===== DATA SUPPLIED =====

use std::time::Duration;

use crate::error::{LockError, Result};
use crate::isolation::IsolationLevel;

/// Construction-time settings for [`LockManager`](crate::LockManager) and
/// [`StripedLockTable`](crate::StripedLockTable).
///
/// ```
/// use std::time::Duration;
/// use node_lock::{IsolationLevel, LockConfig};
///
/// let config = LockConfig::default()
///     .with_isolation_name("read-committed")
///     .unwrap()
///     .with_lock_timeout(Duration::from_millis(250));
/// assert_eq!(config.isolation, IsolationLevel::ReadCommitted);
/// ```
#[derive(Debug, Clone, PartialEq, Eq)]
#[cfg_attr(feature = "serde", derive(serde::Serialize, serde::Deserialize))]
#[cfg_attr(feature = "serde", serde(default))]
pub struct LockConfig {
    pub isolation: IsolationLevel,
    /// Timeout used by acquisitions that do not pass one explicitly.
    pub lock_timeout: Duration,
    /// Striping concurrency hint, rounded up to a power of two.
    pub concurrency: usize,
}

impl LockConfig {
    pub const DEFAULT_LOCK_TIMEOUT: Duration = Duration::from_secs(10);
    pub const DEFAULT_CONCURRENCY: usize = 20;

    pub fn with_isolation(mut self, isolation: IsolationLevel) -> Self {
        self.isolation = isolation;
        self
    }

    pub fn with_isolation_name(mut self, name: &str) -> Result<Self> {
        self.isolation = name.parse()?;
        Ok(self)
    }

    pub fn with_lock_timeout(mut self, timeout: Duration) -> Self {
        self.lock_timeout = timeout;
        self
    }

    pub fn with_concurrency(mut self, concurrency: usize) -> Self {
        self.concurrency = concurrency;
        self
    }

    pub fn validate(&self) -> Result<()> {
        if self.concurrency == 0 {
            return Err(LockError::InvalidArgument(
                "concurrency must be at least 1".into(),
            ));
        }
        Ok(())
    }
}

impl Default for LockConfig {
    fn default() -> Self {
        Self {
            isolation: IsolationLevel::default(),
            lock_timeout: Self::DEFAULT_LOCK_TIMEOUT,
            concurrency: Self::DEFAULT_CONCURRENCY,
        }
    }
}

=====
===== DATA SUPPLIED =====

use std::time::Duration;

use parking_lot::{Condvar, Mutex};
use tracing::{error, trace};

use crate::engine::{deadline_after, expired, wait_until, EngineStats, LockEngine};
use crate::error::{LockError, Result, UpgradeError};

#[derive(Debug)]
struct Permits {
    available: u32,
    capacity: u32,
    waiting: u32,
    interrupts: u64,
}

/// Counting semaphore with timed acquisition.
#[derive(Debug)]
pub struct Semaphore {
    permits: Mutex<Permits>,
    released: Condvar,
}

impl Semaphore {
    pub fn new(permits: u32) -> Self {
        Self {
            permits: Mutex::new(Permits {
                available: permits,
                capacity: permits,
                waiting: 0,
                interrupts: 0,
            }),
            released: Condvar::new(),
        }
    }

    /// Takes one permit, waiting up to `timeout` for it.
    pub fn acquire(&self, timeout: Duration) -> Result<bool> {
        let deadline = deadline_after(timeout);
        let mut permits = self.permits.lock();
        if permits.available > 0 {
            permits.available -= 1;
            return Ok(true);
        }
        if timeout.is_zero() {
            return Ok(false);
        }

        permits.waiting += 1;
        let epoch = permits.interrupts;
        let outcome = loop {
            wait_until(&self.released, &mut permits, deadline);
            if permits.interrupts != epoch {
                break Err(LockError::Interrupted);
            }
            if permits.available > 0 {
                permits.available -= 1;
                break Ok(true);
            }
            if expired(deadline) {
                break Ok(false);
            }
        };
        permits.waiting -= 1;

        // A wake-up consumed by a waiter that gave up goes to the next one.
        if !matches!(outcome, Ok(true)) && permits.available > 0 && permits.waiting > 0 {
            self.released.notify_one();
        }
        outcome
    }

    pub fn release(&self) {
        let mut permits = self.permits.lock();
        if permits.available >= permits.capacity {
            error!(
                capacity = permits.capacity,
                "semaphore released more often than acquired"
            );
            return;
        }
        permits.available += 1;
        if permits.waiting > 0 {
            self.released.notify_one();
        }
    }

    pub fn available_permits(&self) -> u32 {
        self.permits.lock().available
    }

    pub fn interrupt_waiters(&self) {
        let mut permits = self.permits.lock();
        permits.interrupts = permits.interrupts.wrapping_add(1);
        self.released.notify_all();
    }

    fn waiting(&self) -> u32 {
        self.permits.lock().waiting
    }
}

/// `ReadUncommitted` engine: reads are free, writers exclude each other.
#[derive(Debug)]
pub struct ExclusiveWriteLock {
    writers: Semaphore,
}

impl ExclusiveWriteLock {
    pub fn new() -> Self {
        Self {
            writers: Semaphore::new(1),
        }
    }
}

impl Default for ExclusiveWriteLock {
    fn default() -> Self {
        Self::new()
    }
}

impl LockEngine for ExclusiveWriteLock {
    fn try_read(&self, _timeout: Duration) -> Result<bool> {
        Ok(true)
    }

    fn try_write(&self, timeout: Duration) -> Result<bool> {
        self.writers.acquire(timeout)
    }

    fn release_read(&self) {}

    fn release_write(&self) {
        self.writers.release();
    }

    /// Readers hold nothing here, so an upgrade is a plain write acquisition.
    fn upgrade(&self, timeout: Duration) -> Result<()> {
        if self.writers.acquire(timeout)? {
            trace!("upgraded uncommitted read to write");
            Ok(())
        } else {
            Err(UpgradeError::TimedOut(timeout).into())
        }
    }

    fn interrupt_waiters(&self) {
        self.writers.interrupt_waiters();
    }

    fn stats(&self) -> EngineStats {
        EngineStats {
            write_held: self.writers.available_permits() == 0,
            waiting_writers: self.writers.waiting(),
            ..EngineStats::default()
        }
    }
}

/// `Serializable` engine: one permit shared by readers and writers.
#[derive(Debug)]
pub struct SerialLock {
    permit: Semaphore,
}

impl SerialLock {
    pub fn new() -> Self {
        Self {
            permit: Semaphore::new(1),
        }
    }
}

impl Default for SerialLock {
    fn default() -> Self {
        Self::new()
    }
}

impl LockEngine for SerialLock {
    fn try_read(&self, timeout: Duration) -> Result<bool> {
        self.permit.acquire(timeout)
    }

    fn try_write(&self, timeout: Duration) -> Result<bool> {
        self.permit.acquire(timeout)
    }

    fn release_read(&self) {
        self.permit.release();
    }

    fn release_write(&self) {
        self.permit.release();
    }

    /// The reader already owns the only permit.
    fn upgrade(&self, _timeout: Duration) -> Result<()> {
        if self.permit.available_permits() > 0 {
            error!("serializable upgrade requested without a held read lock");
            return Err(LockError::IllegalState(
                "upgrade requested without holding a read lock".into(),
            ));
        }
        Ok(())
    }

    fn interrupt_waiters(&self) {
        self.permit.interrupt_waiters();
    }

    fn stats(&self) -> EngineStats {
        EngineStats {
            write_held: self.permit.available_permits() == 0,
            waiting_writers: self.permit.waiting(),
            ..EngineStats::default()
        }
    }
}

=====

• PROBLEM REQUIREMENTS: Scan the listing above. Collect all lines with the word "into".

• SOLUTION FOR THIS TASK:
                "concurrency must be at least 1".into(),
            Err(UpgradeError::TimedOut(timeout).into())
                "upgrade requested without holding a read lock".into(),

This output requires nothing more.